IVREA - «Esprimo la nostra piena solidarietà alla cooperativa ZAC per la precarietà in cui da mesi è costretta dall'amministrazione comunale eporediese che dimostra di non saper riconoscere il valore sociale, civico e culturale di una delle più preziose esperienze nate negli ultimi anni nella nostra città». Così Cadigia Perini, segretaria del Circolo PRC-SE di Ivrea. «Riteniamo che non sia accettabile che l’amministrazione comunale di Ivrea tenga da più di sette mesi in bilico una realtà unica (un modello esemplare, riconosciuto in tutta Italia, di recupero di aree urbane a rischio abbandono), un presidio e un avamposto di legalità e socialità per tutta la città e il suo territorio. Un progetto di economia di prossimità, di cura delle persone e dell'ambiente, di impegno civico, di solidarietà, di cultura fruibile».
«In tutti questi mesi anziché adoperarsi con tutti i mezzi per favorire la permanenza del ZAC! al Movicentro di Ivrea l'amministrazione di centro-destra trainata dalla Lega sceglie di interrompere gli accordi, incurante delle conseguenze sui lavoratori e sulle lavoratrici della cooperativa e su tutta quell’ampia parte di popolazione che vive lo ZAC! come una casa comune. Non possiamo che stigmatizzare questo comportamento irresponsabile e contrario ad ogni logica se non a quella politica che in particolare alberga tra le file della Lega che mal sopporta un luogo come lo ZAC! spazio di accoglienza dove si allenano i ragazzi alla formazione del pensiero critico».

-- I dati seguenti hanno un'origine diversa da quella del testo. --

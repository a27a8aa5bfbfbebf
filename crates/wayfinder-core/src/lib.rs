#![forbid(unsafe_code)]

//! Core: geometry primitives, placement sides, and configuration helpers.
//!
//! # Role in Wayfinder
//! `wayfinder-core` is the vocabulary layer. It owns the viewport-space
//! [`Rect`](geometry::Rect) and [`Size`](geometry::Size) types, the
//! [`Side`](side::Side) a popover can be placed on, and the env parsing
//! helpers every config struct in the workspace shares.
//!
//! # How it fits in the system
//! The geometry engine (`wayfinder-layout`) consumes these types as pure
//! inputs and outputs. The tour runtime (`wayfinder-runtime`) stores measured
//! anchor rectangles as [`Rect`](geometry::Rect) values and hands them to the
//! engine whenever a snapshot is requested.

pub mod env;
pub mod geometry;
pub mod logging;
pub mod side;

pub use env::ConfigError;
pub use geometry::{Rect, Size};
pub use side::{Axis, Side};

// Re-export tracing macros at crate root for ergonomic use.
#[cfg(feature = "tracing")]
pub use logging::{debug, debug_span, error, info, info_span, trace, warn};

«Che si tratti di un’azione pretestuosa lo dimostrano anche le parole della consigliera Bono, voce unica della Lega eporediese, che inventa mancati rispetti del contratto per suffragare la scelta dell’amministrazione. Per tutto questo, condividendo i valori che sono alla base dello ZAC!, il Circolo di Ivrea di Rifondazione Comunista esprime la massima solidarietà alle lavoratrici e ai lavoratori e a tutta la cooperativa ZAC e chiede al sindaco Sertoli di far valere la sua primazia, agendo coerentemente alle sue dichiarazioni a supporto dello ZAC».